A seleção inicial de antibióticos deve ser baseada na necessidade de abordar uma infecção de natureza polimicrobiana. Se a FN é suspeita, então uma combinação de antibióticos de amplo deve ser selecionada. A terapia antibiótica deve ser precocemente instituída. A droga de primeira escolha geralmente é a penicilina endovenosa.Entretanto, alguns casos requerem esquemas de combinações de antibióticos, compostos por penicilina resistente à penicilinase/meticilinase, aminoglicosídio, ou uma cefalosporina de terceira geração e para bactérias gram-negativas anaeróbias, é recomendada cobertura com Clindamicina ou Metronidazol (12-14) A terapia antibiótica de escolha para o caso foi uma cefalosporina de 3ª geração juntamente com metronidazol.
O cuidado com o suporte nutricional do paciente com fasceite necrotizante é extremamente importante e deve ser iniciado precocemente. Para o cálculo calórico, deve-se considerar o fato de que esses pacientes terão um aumento nas demandas de calorias e proteínas devido o seu estado hipermetabólico e da ferida que se encontra aberta. Para isso, as vitaminas A, C e B devem ser incluídas na dieta destes pacientes para facilitar o processo de cicatrização (7,15).

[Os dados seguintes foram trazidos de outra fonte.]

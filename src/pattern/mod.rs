//! Teach-by-example addressing patterns.
//!
//! A user fully addresses one reference device (the "example"); the analyzer
//! infers a [`GroupPattern`] from it and the generator mechanically derives
//! addresses for every further device or zone of the same kind.
//!
//! ## Usage
//!
//! ```
//! use knx_planner::pattern::{analyze_group_pattern, generate_address, ExampleAddress};
//!
//! let examples = [
//!     ExampleAddress::new("on/off", 1, 1, 1),
//!     ExampleAddress::new("on/off status", 1, 1, 2),
//! ];
//! let pattern = analyze_group_pattern(&examples)?;
//!
//! // Fourth device, first object
//! let placement = generate_address(&pattern, 0, 3);
//! assert_eq!(placement.sub, 4);
//! # Ok::<(), knx_planner::PlanError>(())
//! ```

use heapless::{String, Vec};

mod analyzer;
mod generator;

pub use analyzer::analyze_group_pattern;
pub use generator::{generate_address, Exactness, Placement};

/// Maximum number of example objects in one analysis batch.
pub const MAX_OBJECTS_PER_DEVICE: usize = 32;

/// Maximum number of distinct middle groups (the full 0-7 range).
pub const MAX_MIDDLE_GROUPS: usize = 8;

/// Maximum number of extra main groups a pattern can overflow into.
pub const MAX_EXTRA_MAIN_GROUPS: usize = 8;

/// One object of the user's reference device.
///
/// The three levels are `u16` on purpose: form input can be out of range and
/// the analyzer, not the type system, rejects it with a message naming the
/// offending object.
#[derive(Debug, Clone, Default, PartialEq, Eq)]
#[cfg_attr(feature = "defmt", derive(defmt::Format))]
#[cfg_attr(feature = "serde", derive(serde::Serialize, serde::Deserialize))]
pub struct ExampleAddress {
    /// Free-text object label ("on/off", "position status", ...)
    pub object_name: String<32>,
    /// Main group as entered (valid range 0-31)
    pub main: u16,
    /// Middle group as entered (valid range 0-7)
    pub middle: u16,
    /// Sub group as entered (valid range 0-255)
    pub sub: u16,
    /// Datapoint type identifier, opaque to the engine ("1.001", ...)
    pub dpt: String<16>,
    /// Whether this object participates in generation
    pub enabled: bool,
    /// Main group delta applied per following device/zone
    pub main_increment: u8,
    /// Middle group delta applied per following device/zone
    pub middle_increment: u8,
    /// Sub group delta applied per following device/zone
    pub sub_increment: u8,
}

impl ExampleAddress {
    /// Create an enabled example object with the given label and levels.
    ///
    /// Labels longer than the internal capacity are truncated.
    pub fn new(object_name: &str, main: u16, middle: u16, sub: u16) -> Self {
        Self {
            object_name: clip(object_name),
            main,
            middle,
            sub,
            dpt: String::new(),
            enabled: true,
            main_increment: 0,
            middle_increment: 0,
            sub_increment: 0,
        }
    }

    /// Set the datapoint type identifier.
    pub fn with_dpt(mut self, dpt: &str) -> Self {
        self.dpt = clip(dpt);
        self
    }

    /// Set the per-device increments for main, middle and sub group.
    pub fn with_increments(mut self, main: u8, middle: u8, sub: u8) -> Self {
        self.main_increment = main;
        self.middle_increment = middle;
        self.sub_increment = sub;
        self
    }
}

/// Copy a string into a bounded buffer, truncating at a char boundary.
fn clip<const N: usize>(s: &str) -> String<N> {
    let mut out = String::new();
    for c in s.chars() {
        if out.push(c).is_err() {
            break;
        }
    }
    out
}

/// How the middle group varies across the objects of one device.
#[derive(Debug, Clone, Copy, PartialEq, Eq)]
#[cfg_attr(feature = "defmt", derive(defmt::Format))]
#[cfg_attr(feature = "serde", derive(serde::Serialize, serde::Deserialize))]
pub enum MiddleGroupPattern {
    /// Every object shares one middle group
    Same,
    /// Each object type keeps its own middle group across devices
    PerType,
}

/// How the sub group advances from one device/zone to the next.
#[derive(Debug, Clone, Copy, PartialEq, Eq)]
#[cfg_attr(feature = "defmt", derive(defmt::Format))]
#[cfg_attr(feature = "serde", derive(serde::Serialize, serde::Deserialize))]
pub enum SubGroupPattern {
    /// Sub group advances by 1 per device
    Increment,
    /// Sub group advances by a constant stride per device (e.g. 5, 105, 205)
    Offset(u16),
    /// Irregular example sequence; generation falls back to +1 per device
    Sequence,
}

impl SubGroupPattern {
    /// The constant stride, if this is an offset pattern.
    pub const fn offset(self) -> Option<u16> {
        match self {
            Self::Offset(value) => Some(value),
            _ => None,
        }
    }
}

/// An additional main/middle pair that HVAC zones overflow into once the
/// primary main group's middle range (0-7) is exhausted.
#[derive(Debug, Clone, Copy, PartialEq, Eq)]
#[cfg_attr(feature = "defmt", derive(defmt::Format))]
#[cfg_attr(feature = "serde", derive(serde::Serialize, serde::Deserialize))]
pub struct ExtraMainGroup {
    /// Main group of the overflow range (0-31)
    pub main: u8,
    /// First middle group used within that main group (0-7)
    pub middle: u8,
}

/// The addressing scheme inferred from one example device.
///
/// Produced once per analysis and immutable afterwards; parameter changes
/// (like configuring extra main groups) build a new value.
#[derive(Debug, Clone, PartialEq, Eq)]
#[cfg_attr(feature = "defmt", derive(defmt::Format))]
#[cfg_attr(feature = "serde", derive(serde::Serialize, serde::Deserialize))]
pub struct GroupPattern {
    /// The single main group shared by all objects of this device type
    pub fixed_main: u8,
    /// Shared vs per-object middle group
    pub middle_pattern: MiddleGroupPattern,
    /// Distinct middle groups observed, in order of first occurrence.
    /// Exactly one element for [`MiddleGroupPattern::Same`].
    pub middle_groups: Vec<u8, MAX_MIDDLE_GROUPS>,
    /// How the sub group advances per device
    pub sub_pattern: SubGroupPattern,
    /// Lowest sub value among the examples; base for generation
    pub start_sub: u8,
    /// Number of example objects in the analyzed batch
    pub objects_per_device: usize,
    /// HVAC only: overflow ranges for additional zones. Populated out of
    /// band after analysis; empty otherwise.
    pub extra_main_groups: Vec<ExtraMainGroup, MAX_EXTRA_MAIN_GROUPS>,
}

Os curativos também representam uma importante etapa no tratamento final. A cicatrização através do meio úmido previne a desidratação do tecido, acelera a angiogênese, estimula a epitelização e a formação de tecido de granulação, facilita a remoção de tecido necrótico e fibrina, e serve como uma barreira antimicrobiana. O curativo com sulfadiazina de prata age diretamente na membrana citoplasmática da célula bacteriana, exercendo ação bactericida imediata, e ação bacteriostática residual (16). A paciente foi orientada a realizar o curativo com sulfadiazina de prata duas vezes ao dia.
Considerações Finais
Excepcionalmente, as infecções orais podem culminar em quadros graves e potencialmente fatais como a fasceíte necrotizante. A evolução dessa condição é rápida, principalmente, quando associada a fatores predisponentes. Assim, o adequado tratamento deve contemplar o diagnóstico precoce, a antibioticoterapia de largo espectro e a intervenção cirúrgica, uma vez que a remoção da causa pode determinar o controle da infecção.